Dans ce contexte, l’étude Karuprostate a été lancée. Conduite par Luc Multigner et l’équipe de l’Inserm U625 et du service d’urologie du CHU de Pointe-à-Pitre, elle vise à « identifier et à caractériser les facteurs de risque environnementaux, génétiques et hormonaux de survenue du cancer de la prostate aux Antilles ». Au cours de la période 2004-2007, l’exposition au chlordécone a été évaluée chez plus de 600 hommes atteints d’un cancer de la prostate et chez plus de 600 hommes non malades.
Selon les résultats, le risque de survenue du cancer de la prostate augmente avec les niveaux croissants de chlordécone dans le sang.
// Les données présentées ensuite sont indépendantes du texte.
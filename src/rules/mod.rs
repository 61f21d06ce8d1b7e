// SPDX-FileCopyrightText: 2025 Alexandre Gomes Gaigalas <alganet@gmail.com>
//
// SPDX-License-Identifier: ISC

//! The rule contract and the registry of available rules.

use crate::capabilities::InputCapabilities;
use crate::config::Config;
use crate::formatter::Formatter;
use crate::resource_graph::InputInformation;
use crate::result::{ResultProvider, RuleResult};
use crate::rule_input::RuleInput;

pub mod avoid_landing_page_redirects;
pub mod inline_small_resources;

pub trait Rule: Send + Sync {
    /// Stable identifier, also the key of the rule's `[rules.<name>]` config table.
    fn name(&self) -> &'static str;

    /// Short human-readable title.
    fn header(&self) -> &'static str;

    fn documentation_url(&self) -> &'static str;

    /// Parts of the capture this rule needs. The engine skips the rule when
    /// a graph cannot provide them.
    fn capability_requirements(&self) -> InputCapabilities;

    /// Scan the input and append findings to `provider`.
    ///
    /// Problems with a single candidate are logged and skipped. An `Err`
    /// means the rule's whole output cannot be trusted.
    fn append_results(&self, input: &RuleInput<'_>, provider: &mut ResultProvider)
        -> anyhow::Result<()>;

    /// Score in `0..=100`, 100 meaning nothing to improve. An `Err` reports an
    /// internal inconsistency rather than a score.
    ///
    /// The default gives 100 when no result carries savings and
    /// `100 / (1 + n)` for `n` results that do.
    fn compute_score(
        &self,
        _input_info: &InputInformation,
        results: &[RuleResult],
    ) -> anyhow::Result<u8> {
        let n = results.iter().filter(|r| !r.savings.is_empty()).count();
        Ok((100 / (1 + n)) as u8)
    }

    fn format_results(&self, results: &[RuleResult], formatter: &mut Formatter);

    /// Reorder results for display. Append order is kept by default.
    fn sort_results_in_presentation_order(&self, _results: &mut [RuleResult]) {}
}

/// Names of every rule this crate ships.
pub const RULE_NAMES: &[&str] = &[
    avoid_landing_page_redirects::RULE_NAME,
    inline_small_resources::INLINE_SMALL_CSS,
    inline_small_resources::INLINE_SMALL_JAVASCRIPT,
];

/// Instantiate every enabled rule with its configured parameters.
pub fn build_rules(config: &Config) -> anyhow::Result<Vec<Box<dyn Rule>>> {
    validate_rules(config)?;

    let mut rules: Vec<Box<dyn Rule>> = Vec::new();
    if config.is_enabled(avoid_landing_page_redirects::RULE_NAME) {
        rules.push(Box::new(
            avoid_landing_page_redirects::AvoidLandingPageRedirects,
        ));
    }
    for rule in [
        inline_small_resources::InlineSmallResources::css(),
        inline_small_resources::InlineSmallResources::javascript(),
    ] {
        if config.is_enabled(rule.name()) {
            rules.push(Box::new(rule.configured(config)?));
        }
    }
    Ok(rules)
}

/// Validate the `[rules]` section: every table must name a known rule and
/// carry a boolean `enabled` when present. Rule-specific keys are checked by
/// the rules themselves.
pub fn validate_rules(config: &Config) -> anyhow::Result<()> {
    for (name, value) in &config.rules {
        if !RULE_NAMES.contains(&name.as_str()) {
            return Err(anyhow::anyhow!(
                "Unknown rule '{}' in configuration; known rules: {}",
                name,
                RULE_NAMES.join(", ")
            ));
        }
        let table = value.as_table().ok_or_else(|| {
            anyhow::anyhow!("Configuration for rule '{}' must be a table", name)
        })?;
        if let Some(enabled) = table.get("enabled") {
            if !enabled.is_bool() {
                return Err(anyhow::anyhow!(
                    "Invalid 'enabled' for rule '{}': expected a boolean",
                    name
                ));
            }
        }
    }

    for rule in [
        inline_small_resources::InlineSmallResources::css(),
        inline_small_resources::InlineSmallResources::javascript(),
    ] {
        let name = rule.name();
        rule.configured(config).map_err(|e| {
            anyhow::anyhow!("Invalid configuration for rule '{}': {}", name, e)
        })?;
    }
    Ok(())
}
L’exposition au pesticide est associée à un risque augmenté de la maladie (la probabilité de cancer de la prostate est multipliée par 1, chez les sujets ayant des concentrations sanguines supérieures à 1µg/l. Le risque devient supérieur parmi ceux ayant déclaré des antécédents familiaux de cancer de la prostate, ainsi que parmi ceux ayant résidé dans un pays occidental.
Un diagnostic qui, dans le premier cas, pourrait résulter de facteurs de susceptibilité génétiques communs à la maladie et à la sensibilité à l’exposition au chlordécone. La résidence dans un pays occidental pourrait, elle, jouer par le biais d’expositions environnementales à d’autres facteurs cancérogènes lors du séjour, ou de modifications de comportements alimentaires.
La combinaison antécédents familiaux et résidence dans un pays occidental est associée à une augmentation du risque : la probabilité de développer la maladie est ainsi multipliée par 4,2. Un chiffre qui monte à 5,2 chez les sujets ayant pour des raisons génétiques une faible activité de l’enzyme hépatique intervenant dans l’élimination du chlordécone.
L’étude du docteur Multigner et de ses collègues montre donc de manière nette une augmentation du risque de cancer de la prostate chez les hommes exposés au chlordécone. Ce résultat tient beaucoup plus à la consommation de produits alimentaires contaminés qu’à la manipulation de la molécule par les ouvriers agricoles. « De la présomption d’innocence, on est passé à la présomption de culpabilité », affirme le professeur Pascal Blanchet, chef du service d’urologie au CHU de Pointe-à-Pitre et coauteur de l’étude.
Paul Benkimoum avec Eddy Nedelkovsi (à Pointe-à-Pitre)
BENKIMOUN Paul
* Article paru dans le Monde, édition du 23.06.10. LE MONDE | 22.06.10 | 11h56 • Mis à jour le 22.06.10 | 11h57.
http://www.europe-solidaire.org/spip.php?article17863
Quelque chose m'étonne dans cet article, c'est ça :
Cette phrase a l'air de dire qu'il y a, entre le cancer de la prostate et le taux de chlordécone dans le sang, un lien de corrélation mais pas de causalité : une même cause A (une prédisposition génétique) serait à la fois à l'origine d'une conséquence B (taux de chlordécone dans le sang) et d'une conséquence C (cancer de la prostate), mais B ne serait pas la cause de C. Pourtant, le reste de l'article semble dire le contraire...
Un diagnostic qui, dans le premier cas, pourrait résulter de facteurs de susceptibilité génétiques communs à la maladie et à la sensibilité à l’exposition au chlordécone.